Devido ao anonimato, as informações sobre pais que usam os refúgios seguros são limitadas. Mas Micah Orliss faz avaliações psicológicas e de desenvolvimento de cerca de 15 bebês por ano entregues nesses locais. Em muitos casos, ele acompanha as crianças em seus dois primeiros anos de vida. Suas pesquisas revelaram que mais de metade apresenta problemas de saúde ou desenvolvimento, em muitos casos decorrentes de atendimento pré-natal inadequado.

Áreas legais cinzentas

Para algumas mulheres que procuram ajuda, o primeiro ponto de contato é a linha direta de emergência da Safe Haven Baby Box. Quando as mães telefonam, recebem informações sobre onde podem entregar seus filhos legalmente e sobre o processo tradicional de adoção.

As organizações de refúgio seguro dizem que informam as pessoas que a entrega anônima de um bebê é o último recurso e que oferecem informação sobre como manter a criança, incluindo maneiras de conseguir fraldas, dinheiro para o aluguel e berçário temporário. Mas, segundo Kelsey, a entidade não informa as mães, a não ser que elas solicitem a informação, sobre prazos legais para recuperar seu bebê.

Pelo fato de essas entregas serem anônimas, elas geralmente levam a adoções fechadas. Os pais biológicos não podem escolher os pais adotivos, e as crianças adotadas ficam com pouca ou nenhuma informação sobre sua família de origem ou o histórico médico dela.

The Safe Haven drop-off box, as seen from inside the fire station, where a baby was left in April, the first in the three years since the box was installed, in Carmel, Ind., July 7, 2022. Safe haven laws, that began as a way to prevent the most extreme cases of child abuse, have become a broader phenomenon, supported especially among the religious right, which heavily promotes adoption as an alternative to abortion. (Kaiti Sullivan/The New York Times)
Instalações de quartel de bombeiros em Indiana para receber bebês deixados na caixa de entrega - Kaiti Sullivan/The New York Times

Hanlon, do Conselho Nacional de Adoção, aponta para pesquisas que mostram que, a longo prazo, os pais biológicos se sentem mais satisfeitos em abrir mão de seus filhos se mantiverem relação com os adotivos. Nos casos envolvendo um refúgio seguro, se uma mãe muda de ideia, ela precisa provar ao estado que está apta a criar seu filho.

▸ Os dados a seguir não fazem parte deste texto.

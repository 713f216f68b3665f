//! Streaming trace reader and segment file writer.
//!
//! - **Reader**: an iterator that owns its buffered reader and yields one
//!   parsed line at a time with its 1-based line number, so a malformed line
//!   surfaces as `Err` naming the line.
//! - **Writer**: each segment goes to its own file, opened, written, flushed
//!   and closed before the next one.
//! - **Summary**: the end-of-run counters as pretty JSON.

use crate::assemble::Segment;
use crate::format::{parse_line, ParsedLine};
use crate::run::RunSummary;
use anyhow::{Context, Result};
use std::fs::{self, File};
use std::io::{BufRead, BufReader, BufWriter, Write};
use std::path::{Path, PathBuf};

/// Owning line iterator over a trace.
pub struct TraceLines<R> {
    rdr: R,
    buf: String,
    line_no: usize,
}

impl<R: BufRead> TraceLines<R> {
    /// Wrap an already-buffered reader.
    pub fn new(rdr: R) -> Self {
        Self {
            rdr,
            buf: String::with_capacity(1 << 10),
            line_no: 0,
        }
    }
}

impl<R: BufRead> Iterator for TraceLines<R> {
    type Item = Result<(usize, ParsedLine)>;

    fn next(&mut self) -> Option<Self::Item> {
        self.buf.clear();
        match self.rdr.read_line(&mut self.buf) {
            Ok(0) => None,
            Ok(_) => {
                self.line_no += 1;
                let line_no = self.line_no;
                let parsed = parse_line(&self.buf)
                    .with_context(|| format!("parse trace line {line_no}"))
                    .map(|p| (line_no, p));
                Some(parsed)
            }
            Err(e) => Some(Err(e).with_context(|| format!("read line {}", self.line_no + 1))),
        }
    }
}

/// Open `path` for streaming.
pub fn open_trace<P: AsRef<Path>>(path: P) -> Result<TraceLines<BufReader<File>>> {
    let path = path.as_ref();
    let f = File::open(path).with_context(|| format!("open {}", path.display()))?;
    Ok(TraceLines::new(BufReader::new(f)))
}

/// File name of segment `index`: `<dir>/<prefix>.<index>`.
#[must_use]
pub fn segment_path(dir: &Path, prefix: &str, index: u64) -> PathBuf {
    dir.join(format!("{prefix}.{index}"))
}

/// Write one segment's bytes to its own file and return the path.
pub fn write_segment(dir: &Path, prefix: &str, segment: &Segment) -> Result<PathBuf> {
    ensure_dir(dir)?;
    let path = segment_path(dir, prefix, segment.index);
    let f = File::create(&path).with_context(|| format!("create {}", path.display()))?;
    let mut w = BufWriter::new(f);
    w.write_all(&segment.bytes)
        .with_context(|| format!("write {}", path.display()))?;
    w.flush()
        .with_context(|| format!("flush {}", path.display()))?;
    Ok(path)
}

/// Write the run summary as pretty JSON, creating parent directories.
pub fn write_summary_json(path: &Path, summary: &RunSummary) -> Result<()> {
    if let Some(dir) = path.parent() {
        ensure_dir(dir)?;
    }
    let f = File::create(path).with_context(|| format!("create {}", path.display()))?;
    let mut w = BufWriter::new(f);
    serde_json::to_writer_pretty(&mut w, summary).context("serialize run summary")?;
    w.write_all(b"\n").context("write newline")?;
    w.flush().context("flush summary writer")?;
    Ok(())
}

/// Create `dir` if it does not exist (no-op for the empty path).
fn ensure_dir(dir: &Path) -> Result<()> {
    if !dir.as_os_str().is_empty() {
        fs::create_dir_all(dir)
            .with_context(|| format!("creating output directory {}", dir.display()))?;
    }
    Ok(())
}
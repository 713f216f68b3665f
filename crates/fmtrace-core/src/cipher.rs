//! Substitution + XOR cipher used for text stored in trace payloads.
//!
//! Two decryption modes exist:
//!
//! - [`CipherMode::Legacy`]: every byte is XORed with [`XOR_MASK`] and mapped
//!   to the character with that code. Nothing is dropped, so the mode inverts
//!   [`StringCipher::encrypt_legacy`] exactly.
//! - [`CipherMode::Filtered`]: each byte is first expanded through a
//!   [`SubstitutionTable`] (zero or more pre-mask bytes), then masked, and
//!   only printable characters are kept. This is lossy.
//!
//! Characters are produced from single bytes, i.e. U+0000..=U+00FF.

use crate::error::CipherError;

/// XOR mask applied to every byte after substitution.
pub const XOR_MASK: u8 = 0x5A;

/// Substitutions of the standard table, expressed as pre-mask bytes.
///
/// `218` yields `'u'` after masking, so its entry is stored pre-masked.
const STANDARD_SUBSTITUTIONS: &[(u8, &[u8])] = &[
    (50, &[]),
    (65, &[58 ^ XOR_MASK]),
    (116, &[46 ^ XOR_MASK]),
    (218, &[117 ^ XOR_MASK]),
    (219, &[46 ^ XOR_MASK, 46 ^ XOR_MASK]),
];

/// Decryption policy.
#[derive(Clone, Copy, Debug, PartialEq, Eq, Hash)]
pub enum CipherMode {
    /// Plain XOR, no substitution, no filtering.
    Legacy,
    /// Substitution table, XOR, then drop non-printable characters.
    Filtered,
}

/// Finite mapping from an input byte to zero or more pre-mask bytes.
///
/// Bytes without an explicit entry expand to themselves.
#[derive(Clone, Debug, PartialEq, Eq)]
pub struct SubstitutionTable {
    expansions: Vec<Vec<u8>>,
}

impl SubstitutionTable {
    /// Build a table from explicit `(byte, expansion)` entries.
    ///
    /// Later entries for the same byte replace earlier ones.
    #[must_use]
    pub fn new(entries: &[(u8, &[u8])]) -> Self {
        let mut expansions: Vec<Vec<u8>> = (0..=u8::MAX).map(|b| vec![b]).collect();
        for (byte, expansion) in entries {
            expansions[usize::from(*byte)] = expansion.to_vec();
        }
        Self { expansions }
    }

    /// The table used by the trace format's string chunks.
    #[must_use]
    pub fn standard() -> Self {
        Self::new(STANDARD_SUBSTITUTIONS)
    }

    /// Pre-mask bytes for `byte`.
    #[inline]
    #[must_use]
    pub fn expand(&self, byte: u8) -> &[u8] {
        &self.expansions[usize::from(byte)]
    }
}

impl Default for SubstitutionTable {
    fn default() -> Self {
        Self::standard()
    }
}

/// String cipher bound to one substitution table.
#[derive(Clone, Debug, Default, PartialEq, Eq)]
pub struct StringCipher {
    table: SubstitutionTable,
}

impl StringCipher {
    /// Cipher over an explicit substitution table.
    #[must_use]
    pub const fn new(table: SubstitutionTable) -> Self {
        Self { table }
    }

    /// Cipher over [`SubstitutionTable::standard`].
    #[must_use]
    pub fn standard() -> Self {
        Self::new(SubstitutionTable::standard())
    }

    /// Recover text from `bytes` under `mode`.
    #[must_use]
    pub fn decrypt(&self, bytes: &[u8], mode: CipherMode) -> String {
        match mode {
            CipherMode::Legacy => bytes.iter().map(|b| char::from(b ^ XOR_MASK)).collect(),
            CipherMode::Filtered => bytes
                .iter()
                .flat_map(|&b| self.table.expand(b).iter())
                .map(|b| char::from(b ^ XOR_MASK))
                .filter(|c| is_printable(*c))
                .collect(),
        }
    }

    /// Encrypt `text` so that [`CipherMode::Legacy`] decryption returns it.
    ///
    /// # Errors
    /// [`CipherError::Unrepresentable`] on the first character above U+00FF.
    pub fn encrypt_legacy(&self, text: &str) -> Result<Vec<u8>, CipherError> {
        text.chars()
            .map(|c| {
                u8::try_from(c)
                    .map(|b| b ^ XOR_MASK)
                    .map_err(|_| CipherError::Unrepresentable(c))
            })
            .collect()
    }
}

/// Printable in the Latin-1 range: no control characters, no NBSP, no soft hyphen.
#[inline]
fn is_printable(c: char) -> bool {
    !c.is_control() && c != '\u{a0}' && c != '\u{ad}'
}
//! Decompiler trace records and the passes that run over them.
//!
//! A trace is a text file with one opcode execution per line. This crate
//! turns it back into data:
//!
//! - `format`: the record schema and the single validating line parser.
//! - `io`: a streaming line reader and the segment file writer.
//! - `assemble`: the opcode-driven state machine that rebuilds segments.
//! - `strings`: selection and decryption of string chunks.
//! - `run`: one sequential pass feeding both consumers.
//!
//! As in the rest of the workspace there are no broad re-exports; callers use
//! module paths such as `fmtrace_trace::assemble::SegmentAssembler`.

#![forbid(unsafe_code)]
#![deny(rust_2018_idioms)]
#![warn(
    missing_docs,
    clippy::all,
    clippy::pedantic,
    clippy::nursery,
    clippy::unwrap_used,
    clippy::expect_used
)]
#![allow(clippy::module_name_repetitions, clippy::missing_errors_doc)]

/// Opcode-driven segment reassembly.
pub mod assemble;
/// Trace record schema and line parser.
pub mod format;
/// Streaming trace reader and segment writer.
pub mod io;
/// Sequential pass over a trace file.
pub mod run;
/// String chunk extraction.
pub mod strings;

As mães biológicas não são imunes a riscos legais e podem não ser capazes de orientar-se em meio às minúcias da legislação sobre refúgio seguro de diferentes estados americanos, diz Lori Bruce, especialista em ética médica na Universidade Yale.

Muitos estados protegem as mães que entregam filhos contra processos criminais se os bebês estiverem sadios e ilesos. Mas mães em situação de crise grave –por exemplo, que sejam dependentes de drogas ou vítimas de violência doméstica— podem não estar protegidas dessa possibilidade se seus recém-nascidos forem afetados de alguma maneira.

Para Bruce, a chance de que uma mãe traumatizada que acaba de dar à luz consiga procurar leis corretamente no Google é pequena. Com a revogação de Roe vs. Wade, "sabemos que teremos mais bebês abandonados", diz. "Meu medo é que isso signifique que mais promotores vão poder processar mulheres por terem abandonado seus bebês em condições inseguras ou por não obedecerem as leis à risca."